Xixax Film Forum

Film Discussion => The Vault => Topic started by: modage on March 18, 2011, 10:31:11 AM

Title: Hobo With A Shotgun
Post by: modage on March 18, 2011, 10:31:11 AM
(https://xixax.com/proxy.php?request=http%3A%2F%2Fmedia.tumblr.com%2Ftumblr_lgvkflNYRT1qzptin.jpg&hash=5807bd5df395872a85a2613046a500acc0f19579)
from my blog (http://modage.tumblr.com/post/3393774814/hobo-with-a-shotgun-review):
What happens when you set out to make a bad 80's movie and succeed? That's the question that was rolling around in my head during the 86 (never-ending) minutes of Hobo With A Shotgun last night. Originally conceived as a fan-made trailer to promote Grindhouse, this is the 2nd faux trailer to be turned into a feature film. Watching the trailer again, you can admire the film for not toning down any of that 2 minute clip's insanity, but at the same time it's clearly not a premise that can sustain a feature length. It's also difficult to reverse engineer a film around a series of nonsense scenes in a trailer to try to form any kind of coherent plot around.
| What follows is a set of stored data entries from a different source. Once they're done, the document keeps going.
//! Asynchronous launcher for R scripts over a stdin/stdout JSON protocol.
//!
//! The wire format matches the launcher script's expectations: a single
//! JSON document `[{"1": arg1, "2": arg2, ..}, "<scriptPath>", {options}]`
//! followed by a newline on standard input, and a JSON value on standard
//! output. The positional-argument object mirrors how the launcher binds
//! `input[[1]]`, `input[[2]]`, .. inside R.

use std::path::{Path, PathBuf};
use std::process::Stdio;
use std::time::Duration;

use tokio::io::AsyncWriteExt as _;
use tokio::process::Command;

/// Process-level settings for one R invocation.
#[derive(Debug, Clone, PartialEq, Eq)]
pub struct RLauncherConfig {
    /// The `Rscript` interpreter binary.
    pub rscript_bin: PathBuf,
    /// The fixed launcher script that reads the stdin protocol and sources
    /// the requested script.
    pub launcher_script: PathBuf,
    /// Wall-clock budget before the child is killed.
    pub timeout: Duration,
}

/// Errors from spawning or talking to the R runtime.
#[derive(Debug, thiserror::Error)]
pub enum RLauncherError {
    /// The interpreter could not be spawned.
    #[error("Failed to spawn R runtime: {0}")]
    Spawn(#[source] std::io::Error),

    /// I/O failure while feeding stdin or collecting output.
    #[error("I/O error communicating with R runtime: {0}")]
    Io(#[from] std::io::Error),

    /// The script wrote to stderr; whatever it printed is the error.
    #[error("R script error: {stderr}")]
    Script {
        /// Raw stderr text from the script.
        stderr: String,
    },

    /// Non-zero exit with no stderr output. The exit code is attached
    /// because the script left no other diagnostic.
    #[error("R runtime exited with code {code:?} and no stderr output")]
    ExitCode {
        /// Process exit code, if the OS reported one.
        code: Option<i32>,
    },

    /// The invocation exceeded its budget and the process was killed.
    #[error("R script timed out after {timeout:?}")]
    Timeout {
        /// The configured budget.
        timeout: Duration,
    },

    /// Standard output was not valid JSON.
    #[error("Failed to parse R output: {0}")]
    Parse(#[from] serde_json::Error),
}

/// Serializes the stdin payload for one invocation.
///
/// # Errors
///
/// Returns [`serde_json::Error`] if an argument cannot be serialized.
pub(crate) fn build_payload(
    script: &Path,
    args: &[serde_json::Value],
) -> Result<String, serde_json::Error> {
    let mut positional = serde_json::Map::new();
    for (i, arg) in args.iter().enumerate() {
        positional.insert((i + 1).to_string(), arg.clone());
    }

    let document = serde_json::json!([positional, script.to_string_lossy(), {}]);

    let mut payload = serde_json::to_string(&document)?;
    // The launcher reads exactly one line; without the trailing newline R's
    // stdin reader errors out.
    payload.push('\n');
    Ok(payload)
}

/// Runs `script` through the launcher, passing `args` as the positional
/// argument groups, and returns the parsed JSON it printed.
///
/// The payload travels over standard input rather than argv or the
/// environment because both of those are kernel-bounded and a full yearly
/// batch can exceed the bound.
///
/// # Errors
///
/// Returns [`RLauncherError`] if the process cannot be spawned, writes to
/// stderr, exits non-zero, exceeds the configured timeout (the child is
/// killed), or prints something that is not JSON.
pub async fn call_r_script(
    config: &RLauncherConfig,
    script: &Path,
    args: &[serde_json::Value],
) -> Result<serde_json::Value, RLauncherError> {
    let payload = build_payload(script, args)?;

    log::debug!(
        "Invoking {} ({} bytes of input)",
        script.display(),
        payload.len()
    );

    let mut child = Command::new(&config.rscript_bin)
        .arg("--vanilla")
        .arg(&config.launcher_script)
        .stdin(Stdio::piped())
        .stdout(Stdio::piped())
        .stderr(Stdio::piped())
        // If the timeout below fires, dropping the child must kill it.
        .kill_on_drop(true)
        .spawn()
        .map_err(RLauncherError::Spawn)?;

    if let Some(mut stdin) = child.stdin.take() {
        stdin.write_all(payload.as_bytes()).await?;
        // Dropping stdin closes the stream, which is what lets R start.
    }

    let output = tokio::time::timeout(config.timeout, child.wait_with_output())
        .await
        .map_err(|_| RLauncherError::Timeout {
            timeout: config.timeout,
        })??;

    if !output.stderr.is_empty() {
        return Err(RLauncherError::Script {
            stderr: String::from_utf8_lossy(&output.stderr).into_owned(),
        });
    }

    if !output.status.success() {
        return Err(RLauncherError::ExitCode {
            code: output.status.code(),
        });
    }

    Ok(serde_json::from_slice(&output.stdout)?)
}

#[cfg(test)]
mod tests {
    use super::*;

    #[test]
    fn payload_shape() {
        let args = vec![serde_json::json!([{"SPB": 5}]), serde_json::json!("extra")];
        let payload = build_payload(Path::new("scripts/model.R"), &args).unwrap();

        assert!(payload.ends_with('\n'));

        let parsed: serde_json::Value = serde_json::from_str(&payload).unwrap();
        let parts = parsed.as_array().unwrap();
        assert_eq!(parts.len(), 3);
        assert_eq!(parts[0]["1"], serde_json::json!([{"SPB": 5}]));
        assert_eq!(parts[0]["2"], serde_json::json!("extra"));
        assert_eq!(parts[1], serde_json::json!("scripts/model.R"));
        assert_eq!(parts[2], serde_json::json!({}));
    }

    #[test]
    fn payload_with_no_args_has_empty_positional_object() {
        let payload = build_payload(Path::new("m.R"), &[]).unwrap();
        let parsed: serde_json::Value = serde_json::from_str(&payload).unwrap();
        assert_eq!(parsed[0], serde_json::json!({}));
    }
}
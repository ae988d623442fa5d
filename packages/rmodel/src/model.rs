//! Batch runners for the outbreak prediction and calculated-fields scripts.
//!
//! Rows are sent to R in one batch per call (per-row invocations would pay
//! the interpreter startup cost hundreds of times over a full pipeline run).
//! The scripts preserve input order 1:1, so callers map results back to
//! their originating rows by position.

use serde::{Deserialize, Serialize};

use crate::launcher::{RLauncherError, call_r_script};
use crate::ModelConfig;

/// One input row for the prediction script, exactly the fields the script
/// reads.
#[derive(Debug, Clone, Copy, PartialEq, Serialize, Deserialize)]
pub struct ModelInput {
    /// SPB per trap per two weeks.
    #[serde(rename = "SPB")]
    pub spb: f64,
    /// Clerids per two weeks one year prior (77 when unknown).
    pub cleridst1: f64,
    /// Spots one year prior.
    pub spotst1: f64,
    /// Spots two years prior.
    pub spotst2: f64,
    /// Endobrev regime (0/1).
    pub endobrev: i32,
}

impl ModelInput {
    /// Checks that every field is a usable model input: numeric fields must
    /// be finite and nothing may be negative.
    fn validate(&self) -> Result<(), String> {
        let numeric = [
            ("SPB", self.spb),
            ("cleridst1", self.cleridst1),
            ("spotst1", self.spotst1),
            ("spotst2", self.spotst2),
        ];
        for (name, value) in numeric {
            if !value.is_finite() {
                return Err(format!("{name} is not a number"));
            }
            if value < 0.0 {
                return Err(format!("{name} is negative"));
            }
        }
        if self.endobrev < 0 {
            return Err("endobrev is negative".to_string());
        }
        Ok(())
    }
}

/// One result row from the prediction script.
///
/// `exp_spots_if_outbreak` stays raw here; rounding (and the
/// null-when-non-numeric rule) is applied where the value is persisted.
#[derive(Debug, Clone, PartialEq, Serialize, Deserialize)]
pub struct ModelPrediction {
    /// Zero-inflation parameter.
    #[serde(default)]
    pub pi: Option<f64>,
    /// Outbreak-size parameter.
    #[serde(default)]
    pub mu: Option<f64>,
    /// Expected spots if an outbreak occurs.
    #[serde(rename = "expSpotsIfOutbreak", default)]
    pub exp_spots_if_outbreak: Option<f64>,
    /// Probability of more than 0 spots.
    #[serde(rename = "probSpotsGT0", default)]
    pub prob_spots_gt0: Option<f64>,
    /// Probability of more than 20 spots.
    #[serde(rename = "probSpotsGT20", default)]
    pub prob_spots_gt20: Option<f64>,
    /// Probability of more than 50 spots.
    #[serde(rename = "probSpotsGT50", default)]
    pub prob_spots_gt50: Option<f64>,
    /// Probability of more than 150 spots.
    #[serde(rename = "probSpotsGT150", default)]
    pub prob_spots_gt150: Option<f64>,
    /// Probability of more than 400 spots.
    #[serde(rename = "probSpotsGT400", default)]
    pub prob_spots_gt400: Option<f64>,
    /// Probability of more than 1000 spots.
    #[serde(rename = "probSpotsGT1000", default)]
    pub prob_spots_gt1000: Option<f64>,
}

/// One input row for the calculated-fields script.
#[derive(Debug, Clone, Copy, PartialEq, Serialize, Deserialize)]
#[serde(rename_all = "camelCase")]
pub struct CalculatedFieldsInput {
    /// SPB per trap per two weeks.
    pub spb_per2_weeks: Option<f64>,
    /// Clerids per trap per two weeks.
    pub clerids_per2_weeks: Option<f64>,
    /// Spots observed this year.
    pub spotst0: Option<i64>,
    /// Model probability of more than 50 spots.
    #[serde(rename = "probSpotsGT50")]
    pub prob_spots_gt50: Option<f64>,
    /// Endobrev regime (0/1).
    pub endobrev: Option<i32>,
}

/// One result row from the calculated-fields script. Field spellings match
/// the column labels the script emits.
#[derive(Debug, Clone, Copy, PartialEq, Serialize, Deserialize)]
pub struct CalculatedFieldsOutput {
    /// `ln(spbPer2Weeks + 1)`.
    #[serde(rename = "ln(spbPer2Weeks+1)", default)]
    pub ln_spb_per2_weeks: Option<f64>,
    /// `ln(cleridsPer2Weeks + 1)`.
    #[serde(rename = "ln(cleridsPer2Weeks+1)", default)]
    pub ln_clerids_per2_weeks: Option<f64>,
    /// `ln(spotst0 + 1)`.
    #[serde(rename = "ln(spotst0+1)", default)]
    pub ln_spotst0: Option<f64>,
    /// `logit(probSpotsGT50)`.
    #[serde(rename = "logit(Prob>50)", default)]
    pub logit_prob_gt50: Option<f64>,
    /// Predicted spots in log units.
    #[serde(rename = "predSpotslogUnits", default)]
    pub pred_spots_log_units: Option<f64>,
    /// Predicted spots back-transformed to original units.
    #[serde(rename = "predSpotsorigUnits", default)]
    pub pred_spots_orig_units: Option<f64>,
    /// Observed minus predicted spots in log units.
    #[serde(rename = "residualSpotslogUnits", default)]
    pub residual_spots_log_units: Option<f64>,
}

/// Errors from the batch model runners.
#[derive(Debug, thiserror::Error)]
pub enum ModelError {
    /// Subprocess-level failure.
    #[error(transparent)]
    Launcher(#[from] RLauncherError),

    /// A row failed input validation; the whole batch is rejected before
    /// any subprocess is spawned.
    #[error("Invalid model input at row {index}: {reason}")]
    InvalidInput {
        /// Zero-based index of the offending row.
        index: usize,
        /// What was wrong with it.
        reason: String,
    },

    /// The script returned a different number of rows than it was given.
    #[error("R model returned {actual} rows for {expected} inputs")]
    ResultCount {
        /// Number of input rows sent.
        expected: usize,
        /// Number of result rows received.
        actual: usize,
    },

    /// Payload serialization failure.
    #[error("Failed to serialize model payload: {0}")]
    Serialize(#[from] serde_json::Error),
}

/// Validates all rows up front, returning a whole-batch error on the first
/// bad one.
fn validate_batch(inputs: &[ModelInput]) -> Result<(), ModelError> {
    for (index, input) in inputs.iter().enumerate() {
        input
            .validate()
            .map_err(|reason| ModelError::InvalidInput { index, reason })?;
    }
    Ok(())
}

/// Runs the outbreak prediction script over one batch of inputs.
///
/// An empty batch resolves immediately without spawning a subprocess. The
/// returned vector is index-aligned with `inputs`.
///
/// # Errors
///
/// Returns [`ModelError::InvalidInput`] if any row is negative or
/// non-finite (the whole batch is rejected), or a launcher error if the R
/// process fails.
pub async fn run_model(
    config: &ModelConfig,
    inputs: &[ModelInput],
) -> Result<Vec<ModelPrediction>, ModelError> {
    if inputs.is_empty() {
        return Ok(Vec::new());
    }

    validate_batch(inputs)?;

    let data = serde_json::to_value(inputs)?;
    let result = call_r_script(&config.launcher, &config.prediction_script, &[data]).await?;

    let predictions: Vec<ModelPrediction> = serde_json::from_value(result)
        .map_err(RLauncherError::Parse)
        .map_err(ModelError::Launcher)?;

    if predictions.len() != inputs.len() {
        return Err(ModelError::ResultCount {
            expected: inputs.len(),
            actual: predictions.len(),
        });
    }

    Ok(predictions)
}

/// Runs the calculated-fields script over one batch of inputs.
///
/// # Errors
///
/// Returns [`ModelError`] if the R process fails or the result count does
/// not match the input count.
pub async fn run_calculated_fields(
    config: &ModelConfig,
    inputs: &[CalculatedFieldsInput],
) -> Result<Vec<CalculatedFieldsOutput>, ModelError> {
    if inputs.is_empty() {
        return Ok(Vec::new());
    }

    let data = serde_json::to_value(inputs)?;
    let result = call_r_script(
        &config.launcher,
        &config.calculated_fields_script,
        &[data],
    )
    .await?;

    let outputs: Vec<CalculatedFieldsOutput> = serde_json::from_value(result)
        .map_err(RLauncherError::Parse)
        .map_err(ModelError::Launcher)?;

    if outputs.len() != inputs.len() {
        return Err(ModelError::ResultCount {
            expected: inputs.len(),
            actual: outputs.len(),
        });
    }

    Ok(outputs)
}

#[cfg(test)]
mod tests {
    use super::*;

    const fn input(spb: f64, cleridst1: f64) -> ModelInput {
        ModelInput {
            spb,
            cleridst1,
            spotst1: 1.0,
            spotst2: 0.0,
            endobrev: 1,
        }
    }

    #[test]
    fn wire_field_names() {
        let json = serde_json::to_value(input(5.0, 3.0)).unwrap();
        assert_eq!(
            json,
            serde_json::json!({
                "SPB": 5.0,
                "cleridst1": 3.0,
                "spotst1": 1.0,
                "spotst2": 0.0,
                "endobrev": 1,
            })
        );
    }

    #[test]
    fn valid_batch_passes() {
        assert!(validate_batch(&[input(5.0, 3.0), input(0.0, 77.0)]).is_ok());
    }

    #[test]
    fn negative_value_rejects_whole_batch() {
        let err = validate_batch(&[input(5.0, 3.0), input(-1.0, 3.0)]).unwrap_err();
        match err {
            ModelError::InvalidInput { index, reason } => {
                assert_eq!(index, 1);
                assert!(reason.contains("SPB"));
            }
            other => panic!("unexpected error: {other}"),
        }
    }

    #[test]
    fn nan_rejects_whole_batch() {
        let err = validate_batch(&[input(5.0, f64::NAN)]).unwrap_err();
        assert!(matches!(err, ModelError::InvalidInput { index: 0, .. }));
    }

    #[test]
    fn prediction_parses_r_output() {
        let raw = serde_json::json!([{
            "pi": 0.1,
            "mu": 2.0,
            "expSpotsIfOutbreak": 12.6,
            "probSpotsGT0": 0.9,
            "probSpotsGT20": 0.5,
            "probSpotsGT50": 0.25,
            "probSpotsGT150": 0.1,
            "probSpotsGT400": 0.02,
            "probSpotsGT1000": 0.001,
        }]);

        let parsed: Vec<ModelPrediction> = serde_json::from_value(raw).unwrap();
        assert_eq!(parsed.len(), 1);
        assert_eq!(parsed[0].pi, Some(0.1));
        assert_eq!(parsed[0].exp_spots_if_outbreak, Some(12.6));
        assert_eq!(parsed[0].prob_spots_gt1000, Some(0.001));
    }

    #[test]
    fn prediction_tolerates_null_fields() {
        let parsed: Vec<ModelPrediction> =
            serde_json::from_value(serde_json::json!([{"pi": null, "mu": 2.0}])).unwrap();
        assert_eq!(parsed[0].pi, None);
        assert_eq!(parsed[0].exp_spots_if_outbreak, None);
    }

    #[test]
    fn calculated_fields_parse_script_labels() {
        let raw = serde_json::json!([{
            "ln(spbPer2Weeks+1)": 2.3,
            "ln(cleridsPer2Weeks+1)": 1.1,
            "ln(spotst0+1)": 0.7,
            "logit(Prob>50)": -1.1,
            "predSpotslogUnits": 1.9,
            "predSpotsorigUnits": 5.7,
            "residualSpotslogUnits": -1.2,
        }]);

        let parsed: Vec<CalculatedFieldsOutput> = serde_json::from_value(raw).unwrap();
        assert_eq!(parsed[0].ln_spb_per2_weeks, Some(2.3));
        assert_eq!(parsed[0].logit_prob_gt50, Some(-1.1));
        assert_eq!(parsed[0].pred_spots_orig_units, Some(5.7));
    }
}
But I know, I know, it's a movie called Hobo With A Shotgun so what did I expect? I guess I expected it to be more "fun" and not to be bludgeoned with an unwavering intensity that becomes numbing after more than a few minutes. (Every character shouting in every scene.) The film deeply saturated colors make your eyes bleed (in a good way I think), and Rutger Hauer is far better than the material he has to work with. I liked the Rodriguez/Tarantino Grindhouse double-feature but didn't think that I'd still be seeing films inspired by it 4 years later. I think the director here may be capable of better work but needs to understand there is a world of difference in 80s genre films like Escape From New York and The Running Man and the Z-grade crap like this aspires to be. The difference is watchability.